* **Work item**: Print the listing once more, exactly as it stands.

* **Available records**:
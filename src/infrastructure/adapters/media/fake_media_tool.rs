//! Fake Media Tool - 用于测试的媒体工具
//!
//! 不调用 ffmpeg，只记录调用并写出占位文件。
//! 合成出的文件会记住自己的流布局，随后 probe 可以查到。

use async_trait::async_trait;
use std::collections::HashMap;
use std::path::{Path, PathBuf};
use std::sync::{Mutex, MutexGuard};

use crate::application::ports::{MediaError, MediaInfo, MediaToolPort, StreamInfo, StreamKind};

/// 一次媒体工具调用
#[derive(Debug, Clone, PartialEq)]
pub enum MediaCall {
    CreateVideo {
        image: PathBuf,
        duration_seconds: u32,
        output: PathBuf,
    },
    Combine {
        video: PathBuf,
        audio: Vec<PathBuf>,
        output: PathBuf,
    },
    Probe(PathBuf),
}

/// Fake Media Tool
#[derive(Default)]
pub struct FakeMediaTool {
    calls: Mutex<Vec<MediaCall>>,
    layouts: Mutex<HashMap<PathBuf, Vec<StreamKind>>>,
    fail_combine: bool,
}

fn lock<T>(mutex: &Mutex<T>) -> MutexGuard<'_, T> {
    mutex.lock().unwrap_or_else(|e| e.into_inner())
}

impl FakeMediaTool {
    pub fn new() -> Self {
        Self::default()
    }

    /// 合并步骤以工具失败的方式返回错误
    pub fn failing_combine() -> Self {
        Self {
            fail_combine: true,
            ..Self::default()
        }
    }

    /// 所有调用（按顺序）
    pub fn calls(&self) -> Vec<MediaCall> {
        lock(&self.calls).clone()
    }

    /// 除 probe 以外的调用
    pub fn tool_invocations(&self) -> Vec<MediaCall> {
        self.calls()
            .into_iter()
            .filter(|c| !matches!(c, MediaCall::Probe(_)))
            .collect()
    }

    fn record(&self, call: MediaCall) {
        lock(&self.calls).push(call);
    }

    async fn write_placeholder(
        &self,
        output: &Path,
        layout: Vec<StreamKind>,
    ) -> Result<(), MediaError> {
        if let Some(parent) = output.parent() {
            if !parent.as_os_str().is_empty() {
                tokio::fs::create_dir_all(parent)
                    .await
                    .map_err(|e| MediaError::IoError(e.to_string()))?;
            }
        }
        tokio::fs::write(output, b"fake media")
            .await
            .map_err(|e| MediaError::IoError(e.to_string()))?;
        lock(&self.layouts).insert(output.to_path_buf(), layout);
        Ok(())
    }
}

/// 未知文件按扩展名猜测
fn guess_layout(path: &Path) -> Vec<StreamKind> {
    let ext = path
        .extension()
        .map(|e| e.to_string_lossy().to_lowercase())
        .unwrap_or_default();
    match ext.as_str() {
        "mp4" | "mkv" | "mov" | "webm" | "jpg" | "jpeg" | "png" => vec![StreamKind::Video],
        "mp3" | "wav" | "flac" | "ogg" | "aac" | "m4a" => vec![StreamKind::Audio],
        _ => Vec::new(),
    }
}

#[async_trait]
impl MediaToolPort for FakeMediaTool {
    async fn create_video_from_image(
        &self,
        image_path: &Path,
        duration_seconds: u32,
        output_path: &Path,
    ) -> Result<PathBuf, MediaError> {
        if !tokio::fs::try_exists(image_path).await.unwrap_or(false) {
            return Err(MediaError::source_not_found(image_path));
        }
        self.record(MediaCall::CreateVideo {
            image: image_path.to_path_buf(),
            duration_seconds,
            output: output_path.to_path_buf(),
        });
        self.write_placeholder(output_path, vec![StreamKind::Video])
            .await?;
        Ok(output_path.to_path_buf())
    }

    async fn combine_audio_and_video(
        &self,
        video_path: &Path,
        audio_paths: &[PathBuf],
        output_path: &Path,
    ) -> Result<PathBuf, MediaError> {
        if !self.probe(video_path).await?.has_video() {
            return Err(MediaError::NoVideoStream(video_path.display().to_string()));
        }
        for audio_path in audio_paths {
            if !self.probe(audio_path).await?.has_audio() {
                return Err(MediaError::NoAudioStream(audio_path.display().to_string()));
            }
        }

        self.record(MediaCall::Combine {
            video: video_path.to_path_buf(),
            audio: audio_paths.to_vec(),
            output: output_path.to_path_buf(),
        });

        if self.fail_combine {
            return Err(MediaError::ToolFailed {
                tool: "ffmpeg".to_string(),
                status: "exit status: 1".to_string(),
                stderr: "fake mux failure".to_string(),
            });
        }

        let mut layout = vec![StreamKind::Video];
        layout.extend(std::iter::repeat(StreamKind::Audio).take(audio_paths.len()));
        self.write_placeholder(output_path, layout).await?;
        Ok(output_path.to_path_buf())
    }

    async fn probe(&self, path: &Path) -> Result<MediaInfo, MediaError> {
        self.record(MediaCall::Probe(path.to_path_buf()));
        if !tokio::fs::try_exists(path).await.unwrap_or(false) {
            return Err(MediaError::source_not_found(path));
        }

        let layout = lock(&self.layouts)
            .get(path)
            .cloned()
            .unwrap_or_else(|| guess_layout(path));

        Ok(MediaInfo {
            path: path.to_path_buf(),
            streams: layout
                .into_iter()
                .enumerate()
                .map(|(index, kind)| StreamInfo {
                    index: index as u32,
                    kind,
                    codec_name: None,
                    duration_secs: None,
                })
                .collect(),
            duration_secs: None,
        })
    }
}

#[cfg(test)]
mod tests {
    use super::*;

    #[tokio::test]
    async fn test_combine_one_video_two_audio_yields_three_streams() {
        let dir = tempfile::tempdir().unwrap();
        let video = dir.path().join("video_source.mp4");
        let music = dir.path().join("generated_music.mp3");
        let voice = dir.path().join("generated_voiceover.wav");
        for path in [&video, &music, &voice] {
            std::fs::write(path, b"x").unwrap();
        }
        let output = dir.path().join("final_output.mp4");

        let tool = FakeMediaTool::new();
        let written = tool
            .combine_audio_and_video(&video, &[music.clone(), voice.clone()], &output)
            .await
            .unwrap();
        assert_eq!(written, output);
        assert!(output.exists());

        let info = tool.probe(&output).await.unwrap();
        assert_eq!(info.streams.len(), 3);
        assert_eq!(info.streams_of(StreamKind::Video).count(), 1);
        assert_eq!(info.streams_of(StreamKind::Audio).count(), 2);
        assert_eq!(tool.tool_invocations().len(), 1);
    }

    #[tokio::test]
    async fn test_create_video_requires_image() {
        let dir = tempfile::tempdir().unwrap();
        let tool = FakeMediaTool::new();
        let err = tool
            .create_video_from_image(&dir.path().join("missing.jpg"), 10, &dir.path().join("v.mp4"))
            .await
            .unwrap_err();
        assert!(matches!(err, MediaError::SourceNotFound(_)));
        assert!(tool.tool_invocations().is_empty());
    }

    #[tokio::test]
    async fn test_combine_rejects_audio_file_without_audio_stream() {
        let dir = tempfile::tempdir().unwrap();
        let video = dir.path().join("video_source.mp4");
        let not_audio = dir.path().join("notes.txt");
        std::fs::write(&video, b"x").unwrap();
        std::fs::write(&not_audio, b"x").unwrap();

        let tool = FakeMediaTool::new();
        let err = tool
            .combine_audio_and_video(&video, &[not_audio], &dir.path().join("out.mp4"))
            .await
            .unwrap_err();
        assert!(matches!(err, MediaError::NoAudioStream(_)));
    }
}
//! Media Adapter - 外部媒体工具实现

mod fake_media_tool;
mod ffmpeg_tool;
mod probe;

pub use fake_media_tool::{FakeMediaTool, MediaCall};
pub use ffmpeg_tool::{image_to_video_args, mux_args, probe_args, FfmpegMediaTool, FfmpegToolConfig};
pub use probe::parse_probe_output;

* **Exercise output**:
filename src/infrastructure/adapters/media/fake_media_tool.rs
//! Fake Media Tool - 用于测试的媒体工具
//!
//! 不调用 ffmpeg，只记录调用并写出占位文件。
//! 合成出的文件会记住自己的流布局，随后 probe 可以查到。

use async_trait::async_trait;
use std::collections::HashMap;
use std::path::{Path, PathBuf};
use std::sync::{Mutex, MutexGuard};

use crate::application::ports::{MediaError, MediaInfo, MediaToolPort, StreamInfo, StreamKind};

/// 一次媒体工具调用
#[derive(Debug, Clone, PartialEq)]
pub enum MediaCall {
    CreateVideo {
        image: PathBuf,
        duration_seconds: u32,
        output: PathBuf,
    },
    Combine {
        video: PathBuf,
        audio: Vec<PathBuf>,
        output: PathBuf,
    },
    Probe(PathBuf),
}

/// Fake Media Tool
#[derive(Default)]
pub struct FakeMediaTool {
    calls: Mutex<Vec<MediaCall>>,
    layouts: Mutex<HashMap<PathBuf, Vec<StreamKind>>>,
    fail_combine: bool,
}

fn lock<T>(mutex: &Mutex<T>) -> MutexGuard<'_, T> {
    mutex.lock().unwrap_or_else(|e| e.into_inner())
}

impl FakeMediaTool {
    pub fn new() -> Self {
        Self::default()
    }

    /// 合并步骤以工具失败的方式返回错误
    pub fn failing_combine() -> Self {
        Self {
            fail_combine: true,
            ..Self::default()
        }
    }

    /// 所有调用（按顺序）
    pub fn calls(&self) -> Vec<MediaCall> {
        lock(&self.calls).clone()
    }

    /// 除 probe 以外的调用
    pub fn tool_invocations(&self) -> Vec<MediaCall> {
        self.calls()
            .into_iter()
            .filter(|c| !matches!(c, MediaCall::Probe(_)))
            .collect()
    }

    fn record(&self, call: MediaCall) {
        lock(&self.calls).push(call);
    }

    async fn write_placeholder(
        &self,
        output: &Path,
        layout: Vec<StreamKind>,
    ) -> Result<(), MediaError> {
        if let Some(parent) = output.parent() {
            if !parent.as_os_str().is_empty() {
                tokio::fs::create_dir_all(parent)
                    .await
                    .map_err(|e| MediaError::IoError(e.to_string()))?;
            }
        }
        tokio::fs::write(output, b"fake media")
            .await
            .map_err(|e| MediaError::IoError(e.to_string()))?;
        lock(&self.layouts).insert(output.to_path_buf(), layout);
        Ok(())
    }
}

/// 未知文件按扩展名猜测
fn guess_layout(path: &Path) -> Vec<StreamKind> {
    let ext = path
        .extension()
        .map(|e| e.to_string_lossy().to_lowercase())
        .unwrap_or_default();
    match ext.as_str() {
        "mp4" | "mkv" | "mov" | "webm" | "jpg" | "jpeg" | "png" => vec![StreamKind::Video],
        "mp3" | "wav" | "flac" | "ogg" | "aac" | "m4a" => vec![StreamKind::Audio],
        _ => Vec::new(),
    }
}

#[async_trait]
impl MediaToolPort for FakeMediaTool {
    async fn create_video_from_image(
        &self,
        image_path: &Path,
        duration_seconds: u32,
        output_path: &Path,
    ) -> Result<PathBuf, MediaError> {
        if !tokio::fs::try_exists(image_path).await.unwrap_or(false) {
            return Err(MediaError::source_not_found(image_path));
        }
        self.record(MediaCall::CreateVideo {
            image: image_path.to_path_buf(),
            duration_seconds,
            output: output_path.to_path_buf(),
        });
        self.write_placeholder(output_path, vec![StreamKind::Video])
            .await?;
        Ok(output_path.to_path_buf())
    }

    async fn combine_audio_and_video(
        &self,
        video_path: &Path,
        audio_paths: &[PathBuf],
        output_path: &Path,
    ) -> Result<PathBuf, MediaError> {
        if !self.probe(video_path).await?.has_video() {
            return Err(MediaError::NoVideoStream(video_path.display().to_string()));
        }
        for audio_path in audio_paths {
            if !self.probe(audio_path).await?.has_audio() {
                return Err(MediaError::NoAudioStream(audio_path.display().to_string()));
            }
        }

        self.record(MediaCall::Combine {
            video: video_path.to_path_buf(),
            audio: audio_paths.to_vec(),
            output: output_path.to_path_buf(),
        });

        if self.fail_combine {
            return Err(MediaError::ToolFailed {
                tool: "ffmpeg".to_string(),
                status: "exit status: 1".to_string(),
                stderr: "fake mux failure".to_string(),
            });
        }

        let mut layout = vec![StreamKind::Video];
        layout.extend(std::iter::repeat(StreamKind::Audio).take(audio_paths.len()));
        self.write_placeholder(output_path, layout).await?;
        Ok(output_path.to_path_buf())
    }

    async fn probe(&self, path: &Path) -> Result<MediaInfo, MediaError> {
        self.record(MediaCall::Probe(path.to_path_buf()));
        if !tokio::fs::try_exists(path).await.unwrap_or(false) {
            return Err(MediaError::source_not_found(path));
        }

        let layout = lock(&self.layouts)
            .get(path)
            .cloned()
            .unwrap_or_else(|| guess_layout(path));

        Ok(MediaInfo {
            path: path.to_path_buf(),
            streams: layout
                .into_iter()
                .enumerate()
                .map(|(index, kind)| StreamInfo {
                    index: index as u32,
                    kind,
                    codec_name: None,
                    duration_secs: None,
                })
                .collect(),
            duration_secs: None,
        })
    }
}

#[cfg(test)]
mod tests {
    use super::*;

    #[tokio::test]
    async fn test_combine_one_video_two_audio_yields_three_streams() {
        let dir = tempfile::tempdir().unwrap();
        let video = dir.path().join("video_source.mp4");
        let music = dir.path().join("generated_music.mp3");
        let voice = dir.path().join("generated_voiceover.wav");
        for path in [&video, &music, &voice] {
            std::fs::write(path, b"x").unwrap();
        }
        let output = dir.path().join("final_output.mp4");

        let tool = FakeMediaTool::new();
        let written = tool
            .combine_audio_and_video(&video, &[music.clone(), voice.clone()], &output)
            .await
            .unwrap();
        assert_eq!(written, output);
        assert!(output.exists());

        let info = tool.probe(&output).await.unwrap();
        assert_eq!(info.streams.len(), 3);
        assert_eq!(info.streams_of(StreamKind::Video).count(), 1);
        assert_eq!(info.streams_of(StreamKind::Audio).count(), 2);
        assert_eq!(tool.tool_invocations().len(), 1);
    }

    #[tokio::test]
    async fn test_create_video_requires_image() {
        let dir = tempfile::tempdir().unwrap();
        let tool = FakeMediaTool::new();
        let err = tool
            .create_video_from_image(&dir.path().join("missing.jpg"), 10, &dir.path().join("v.mp4"))
            .await
            .unwrap_err();
        assert!(matches!(err, MediaError::SourceNotFound(_)));
        assert!(tool.tool_invocations().is_empty());
    }

    #[tokio::test]
    async fn test_combine_rejects_audio_file_without_audio_stream() {
        let dir = tempfile::tempdir().unwrap();
        let video = dir.path().join("video_source.mp4");
        let not_audio = dir.path().join("notes.txt");
        std::fs::write(&video, b"x").unwrap();
        std::fs::write(&not_audio, b"x").unwrap();

        let tool = FakeMediaTool::new();
        let err = tool
            .combine_audio_and_video(&video, &[not_audio], &dir.path().join("out.mp4"))
            .await
            .unwrap_err();
        assert!(matches!(err, MediaError::NoAudioStream(_)));
    }
}
//! Media Adapter - 外部媒体工具实现

mod fake_media_tool;
mod ffmpeg_tool;
mod probe;

pub use fake_media_tool::{FakeMediaTool, MediaCall};
pub use ffmpeg_tool::{image_to_video_args, mux_args, probe_args, FfmpegMediaTool, FfmpegToolConfig};
pub use probe::parse_probe_output;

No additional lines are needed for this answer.